- **Problem requirements**:
Where a line has odd spacing or punctuation, keep it; transcribe all the entries exactly.

- **Exercise data**:
//! Packetised characteristic writes
//!
//! Payloads longer than the configured packet size are split into
//! sequential chunks. In acknowledged mode a chunk is only sent once the
//! previous one was confirmed; in burst mode chunks go out back to back and
//! the write completes once the last one has been submitted.

use std::collections::VecDeque;
use std::time::Duration;

use crate::ble::gatt::CharacteristicId;
use crate::ble::transport::WriteType;

/// Split `payload` into chunks of at most `size` bytes.
pub fn split(payload: &[u8], size: usize) -> VecDeque<Vec<u8>> {
    payload.chunks(size.max(1)).map(<[u8]>::to_vec).collect()
}

/// What to do after a chunk was handed to the transport.
#[derive(Debug, PartialEq, Eq)]
pub enum AfterSubmit {
    /// Wait for the peer to confirm this chunk.
    AwaitAck,
    /// Send the next chunk after the packet delay.
    SendNext(Duration),
    /// Every chunk is out; the write is done.
    Done,
}

/// What to do after the peer confirmed a chunk.
#[derive(Debug, PartialEq, Eq)]
pub enum AfterAck {
    SendNext(Duration),
    Done,
}

#[derive(Debug)]
pub struct FragmentedWrite {
    target: CharacteristicId,
    write_type: WriteType,
    remaining: VecDeque<Vec<u8>>,
    wait_ack: bool,
    packet_delay: Duration,
    awaiting_ack: bool,
    sent: usize,
}

impl FragmentedWrite {
    pub fn new(
        target: CharacteristicId,
        payload: &[u8],
        package_size: usize,
        write_type: WriteType,
        wait_ack: bool,
        packet_delay: Duration,
    ) -> Self {
        Self {
            target,
            write_type,
            remaining: split(payload, package_size),
            wait_ack,
            packet_delay,
            awaiting_ack: false,
            sent: 0,
        }
    }

    pub fn target(&self) -> &CharacteristicId {
        &self.target
    }

    pub fn write_type(&self) -> WriteType {
        self.write_type
    }

    /// Take the next chunk to submit, unless one is still unconfirmed.
    pub fn next_chunk(&mut self) -> Option<Vec<u8>> {
        if self.awaiting_ack {
            return None;
        }
        self.remaining.pop_front()
    }

    /// Record that the chunk from `next_chunk` was accepted by the transport.
    pub fn submitted(&mut self) -> AfterSubmit {
        self.sent += 1;
        if self.wait_ack {
            self.awaiting_ack = true;
            AfterSubmit::AwaitAck
        } else if self.remaining.is_empty() {
            AfterSubmit::Done
        } else {
            AfterSubmit::SendNext(self.packet_delay)
        }
    }

    pub fn is_awaiting_ack(&self) -> bool {
        self.awaiting_ack
    }

    /// Record a confirmation for the outstanding chunk.
    pub fn acknowledged(&mut self) -> AfterAck {
        self.awaiting_ack = false;
        if self.remaining.is_empty() {
            AfterAck::Done
        } else {
            AfterAck::SendNext(self.packet_delay)
        }
    }

    pub fn packets_sent(&self) -> usize {
        self.sent
    }

    pub fn packets_remaining(&self) -> usize {
        self.remaining.len()
    }
}

#[cfg(test)]
mod tests {
    use super::*;
    use crate::ble::gatt::uuid_from_short;

    fn target() -> CharacteristicId {
        CharacteristicId::new(uuid_from_short(0xFFE0), uuid_from_short(0xFFE1))
    }

    #[test]
    fn test_split_sizes() {
        let payload: Vec<u8> = (0..45).collect();
        let chunks = split(&payload, 20);
        assert_eq!(chunks.len(), 3);
        assert_eq!(chunks[0].len(), 20);
        assert_eq!(chunks[2], (40..45).collect::<Vec<u8>>());

        assert_eq!(split(&payload, 45).len(), 1);
        assert_eq!(split(&payload[..40], 20).len(), 2);
        assert_eq!(split(&payload[..3], 0).len(), 3);
    }

    #[test]
    fn test_ack_mode_waits_for_each_chunk() {
        let delay = Duration::from_millis(5);
        let mut write = FragmentedWrite::new(target(), &[0u8; 50], 20, WriteType::Default, true, delay);

        assert_eq!(write.next_chunk().map(|c| c.len()), Some(20));
        assert_eq!(write.submitted(), AfterSubmit::AwaitAck);
        assert!(write.next_chunk().is_none(), "blocked until ack");

        assert_eq!(write.acknowledged(), AfterAck::SendNext(delay));
        assert_eq!(write.next_chunk().map(|c| c.len()), Some(20));
        write.submitted();
        assert_eq!(write.acknowledged(), AfterAck::SendNext(delay));
        assert_eq!(write.next_chunk().map(|c| c.len()), Some(10));
        write.submitted();
        assert_eq!(write.acknowledged(), AfterAck::Done);
        assert_eq!(write.packets_sent(), 3);
    }

    #[test]
    fn test_burst_mode_runs_to_completion() {
        let delay = Duration::from_millis(2);
        let mut write =
            FragmentedWrite::new(target(), &[1u8; 41], 20, WriteType::NoResponse, false, delay);

        write.next_chunk().unwrap();
        assert_eq!(write.submitted(), AfterSubmit::SendNext(delay));
        write.next_chunk().unwrap();
        assert_eq!(write.submitted(), AfterSubmit::SendNext(delay));
        assert_eq!(write.next_chunk().map(|c| c.len()), Some(1));
        assert_eq!(write.submitted(), AfterSubmit::Done);
        assert!(!write.is_awaiting_ack());
        assert_eq!(write.packets_remaining(), 0);
    }
}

- **Response to this exercise**:
//! Packetised characteristic writes
//!
//! Payloads longer than the configured packet size are split into
//! sequential chunks. In acknowledged mode a chunk is only sent once the
//! previous one was confirmed; in burst mode chunks go out back to back and
//! the write completes once the last one has been submitted.

use std::collections::VecDeque;
use std::time::Duration;

use crate::ble::gatt::CharacteristicId;
use crate::ble::transport::WriteType;

/// Split `payload` into chunks of at most `size` bytes.
pub fn split(payload: &[u8], size: usize) -> VecDeque<Vec<u8>> {
    payload.chunks(size.max(1)).map(<[u8]>::to_vec).collect()
}

/// What to do after a chunk was handed to the transport.
#[derive(Debug, PartialEq, Eq)]
pub enum AfterSubmit {
    /// Wait for the peer to confirm this chunk.
    AwaitAck,
    /// Send the next chunk after the packet delay.
    SendNext(Duration),
    /// Every chunk is out; the write is done.
    Done,
}

/// What to do after the peer confirmed a chunk.
#[derive(Debug, PartialEq, Eq)]
pub enum AfterAck {
    SendNext(Duration),
    Done,
}

#[derive(Debug)]
pub struct FragmentedWrite {
    target: CharacteristicId,
    write_type: WriteType,
    remaining: VecDeque<Vec<u8>>,
    wait_ack: bool,
    packet_delay: Duration,
    awaiting_ack: bool,
    sent: usize,
}

impl FragmentedWrite {
    pub fn new(
        target: CharacteristicId,
        payload: &[u8],
        package_size: usize,
        write_type: WriteType,
        wait_ack: bool,
        packet_delay: Duration,
    ) -> Self {
        Self {
            target,
            write_type,
            remaining: split(payload, package_size),
            wait_ack,
            packet_delay,
            awaiting_ack: false,
            sent: 0,
        }
    }

    pub fn target(&self) -> &CharacteristicId {
        &self.target
    }

    pub fn write_type(&self) -> WriteType {
        self.write_type
    }

    /// Take the next chunk to submit, unless one is still unconfirmed.
    pub fn next_chunk(&mut self) -> Option<Vec<u8>> {
        if self.awaiting_ack {
            return None;
        }
        self.remaining.pop_front()
    }

    /// Record that the chunk from `next_chunk` was accepted by the transport.
    pub fn submitted(&mut self) -> AfterSubmit {
        self.sent += 1;
        if self.wait_ack {
            self.awaiting_ack = true;
            AfterSubmit::AwaitAck
        } else if self.remaining.is_empty() {
            AfterSubmit::Done
        } else {
            AfterSubmit::SendNext(self.packet_delay)
        }
    }

    pub fn is_awaiting_ack(&self) -> bool {
        self.awaiting_ack
    }

    /// Record a confirmation for the outstanding chunk.
    pub fn acknowledged(&mut self) -> AfterAck {
        self.awaiting_ack = false;
        if self.remaining.is_empty() {
            AfterAck::Done
        } else {
            AfterAck::SendNext(self.packet_delay)
        }
    }

    pub fn packets_sent(&self) -> usize {
        self.sent
    }

    pub fn packets_remaining(&self) -> usize {
        self.remaining.len()
    }
}

#[cfg(test)]
mod tests {
    use super::*;
    use crate::ble::gatt::uuid_from_short;

    fn target() -> CharacteristicId {
        CharacteristicId::new(uuid_from_short(0xFFE0), uuid_from_short(0xFFE1))
    }

    #[test]
    fn test_split_sizes() {
        let payload: Vec<u8> = (0..45).collect();
        let chunks = split(&payload, 20);
        assert_eq!(chunks.len(), 3);
        assert_eq!(chunks[0].len(), 20);
        assert_eq!(chunks[2], (40..45).collect::<Vec<u8>>());

        assert_eq!(split(&payload, 45).len(), 1);
        assert_eq!(split(&payload[..40], 20).len(), 2);
        assert_eq!(split(&payload[..3], 0).len(), 3);
    }

    #[test]
    fn test_ack_mode_waits_for_each_chunk() {
        let delay = Duration::from_millis(5);
        let mut write = FragmentedWrite::new(target(), &[0u8; 50], 20, WriteType::Default, true, delay);

        assert_eq!(write.next_chunk().map(|c| c.len()), Some(20));
        assert_eq!(write.submitted(), AfterSubmit::AwaitAck);
        assert!(write.next_chunk().is_none(), "blocked until ack");

        assert_eq!(write.acknowledged(), AfterAck::SendNext(delay));
        assert_eq!(write.next_chunk().map(|c| c.len()), Some(20));
        write.submitted();
        assert_eq!(write.acknowledged(), AfterAck::SendNext(delay));
        assert_eq!(write.next_chunk().map(|c| c.len()), Some(10));
        write.submitted();
        assert_eq!(write.acknowledged(), AfterAck::Done);
        assert_eq!(write.packets_sent(), 3);
    }

    #[test]
    fn test_burst_mode_runs_to_completion() {
        let delay = Duration::from_millis(2);
        let mut write =
            FragmentedWrite::new(target(), &[1u8; 41], 20, WriteType::NoResponse, false, delay);

        write.next_chunk().unwrap();
        assert_eq!(write.submitted(), AfterSubmit::SendNext(delay));
        write.next_chunk().unwrap();
        assert_eq!(write.submitted(), AfterSubmit::SendNext(delay));
        assert_eq!(write.next_chunk().map(|c| c.len()), Some(1));
        assert_eq!(write.submitted(), AfterSubmit::Done);
        assert!(!write.is_awaiting_ack());
        assert_eq!(write.packets_remaining(), 0);
    }
}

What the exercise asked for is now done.